Chercheuse en océanologie, Sandrine Ruitton a toujours été passionnée par la mer. Elle nous guide à travers ce monde sous-marin qui la fascine. Elle en révèle la beauté mais aussi les fragilités et nous explique comment le préserver.   

Portrait par Éric Lenglemetz, recueil du témoignage par Noëlie Pansiot.

Le littoral marseillais, un environnement remarquable sous pression

Je suis originaire de Lyon, donc forcément, je n'habitais pas au bord de la mer. Il y avait le Rhône… c'est peut-être lui qui m'a conduit jusqu'à la Méditerranée. J'ai toujours été passionnée par le milieu marin. J’ai commencé la plongée à 17 ans puis je me suis engagée dans des études d’océanographie. Désormais, je suis enseignante-chercheuse à l'université d'Aix-Marseille où j'étudie les écosystèmes littoraux méditerranéens. J'ai pu allier ma passion pour la mer et mon métier, et ça, c'est fabuleux. 

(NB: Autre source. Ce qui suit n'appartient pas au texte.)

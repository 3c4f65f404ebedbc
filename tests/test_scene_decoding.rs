mod common;

use approx::assert_relative_eq;
use common::*;
use rangesat::core::{QualityMask, QualityMaskConfig, SpectralIndex};
use rangesat::io::{Scene, SceneReader};
use rangesat::Satellite;
use tempfile::TempDir;

#[test]
fn test_open_scene_directory() {
    init_logging();
    let root = TempDir::new().unwrap();
    let dir = write_scene(root.path(), PID, ORIGIN, &SceneBands::default());

    let scene = Scene::open(&dir).unwrap();
    assert_eq!(scene.product_id(), PID);
    assert_eq!(scene.satellite(), Satellite::Landsat8);
    assert_eq!(scene.shape(), (ROWS, COLS));
    assert_relative_eq!(scene.cellsize(), CELL);
    assert!(scene.has_band("sr_nbr2"));

    let bounds = scene.bounds();
    assert_relative_eq!(bounds.left, ORIGIN.0);
    assert_relative_eq!(bounds.top, ORIGIN.1);
    assert_relative_eq!(bounds.width(), COLS as f64 * CELL);
}

#[test]
fn test_index_reads_are_pure() {
    init_logging();
    let root = TempDir::new().unwrap();
    let mut bands = SceneBands::default();
    bands.ndvi[[0, 0]] = -9999.0;
    let dir = write_scene(root.path(), PID, ORIGIN, &bands);
    let scene = Scene::open(&dir).unwrap();

    let first = scene.index(SpectralIndex::Ndvi).unwrap();
    let second = scene.index(SpectralIndex::Ndvi).unwrap();
    assert_eq!(first, second);
    assert_eq!(first.get(0, 0), None);
    assert_relative_eq!(first.get(1, 1).unwrap(), 0.6, epsilon = 1e-9);
    assert_eq!(first.valid_count(), ROWS * COLS - 1);
}

#[test]
fn test_clipped_read_keeps_geometry() {
    init_logging();
    let root = TempDir::new().unwrap();
    let dir = write_scene(root.path(), PID, ORIGIN, &SceneBands::default());
    let reader = SceneReader::open(&dir).unwrap();

    let bbox = pixel_bbox(ORIGIN, (2, 6), (3, 8));
    let clipped = reader.read_clipped(&bbox, Some(&["sr_ndvi"])).unwrap();
    assert_eq!(clipped.shape(), (4, 5));
    assert_relative_eq!(clipped.bounds().left, bbox.left);
    assert_relative_eq!(clipped.bounds().top, bbox.top);
    assert!(clipped.has_band("pixel_qa"));
    assert!(clipped.has_band("sr_ndvi"));
    assert!(!clipped.has_band("sr_nbr"));
}

#[test]
fn test_raising_aerosol_threshold_never_adds_invalid_pixels() {
    init_logging();
    let root = TempDir::new().unwrap();
    let mut bands = SceneBands::default();
    for (i, v) in bands.aerosol.iter_mut().enumerate() {
        *v = (i * 2 % 250) as f64 + 2.0;
    }
    bands.pixel_qa[[0, 0]] = QA_WATER;
    let dir = write_scene(root.path(), PID, ORIGIN, &bands);
    let scene = Scene::open(&dir).unwrap();

    let invalid_count = |threshold: f64| {
        let mask = QualityMask::build(&scene, &QualityMaskConfig { aerosol_threshold: threshold }).unwrap();
        mask.composite_invalid().iter().filter(|&&b| b).count()
    };
    let counts: Vec<usize> = [0.0, 50.0, 101.0, 150.0, 255.0]
        .iter()
        .map(|&t| invalid_count(t))
        .collect();
    assert!(counts.windows(2).all(|w| w[0] >= w[1]));
    // water stays invalid whatever the threshold
    assert_eq!(*counts.last().unwrap(), 1);
}

#[test]
fn test_scene_without_quality_band_is_rejected() {
    init_logging();
    let root = TempDir::new().unwrap();
    let dir = write_scene(root.path(), PID, ORIGIN, &SceneBands::default());
    std::fs::remove_file(dir.join(format!("{}_pixel_qa.tif", PID))).unwrap();
    assert!(SceneReader::open(&dir).is_err());
}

Le littoral marseillais subit des impacts très importants liés à l'activité humaine intense. Les causes sont multiples : l'urbanisation du littoral depuis des millénaires, toutes les activités industrielles de l’époque, et certaines activités actuelles comme le trafic maritime et la pêche ou encore l’évolution démographique avec l’augmentation de la population et du tourisme.

Ces activités ont des impacts non-négligeables sur les écosystèmes marins. Or, ce sont des écosystèmes particulièrement riches. Les falaises littorales, qui se prolongent sous l’eau et les îles et leurs pourtours vont créer un relief remarquable. Les paysages qu'on observe hors de l'eau, on les a sous l'eau : des arches, des grottes, des tombants, des éboulis ; c'est vraiment très diversifié et c’est ça la particularité des fonds sous-marins des Calanques.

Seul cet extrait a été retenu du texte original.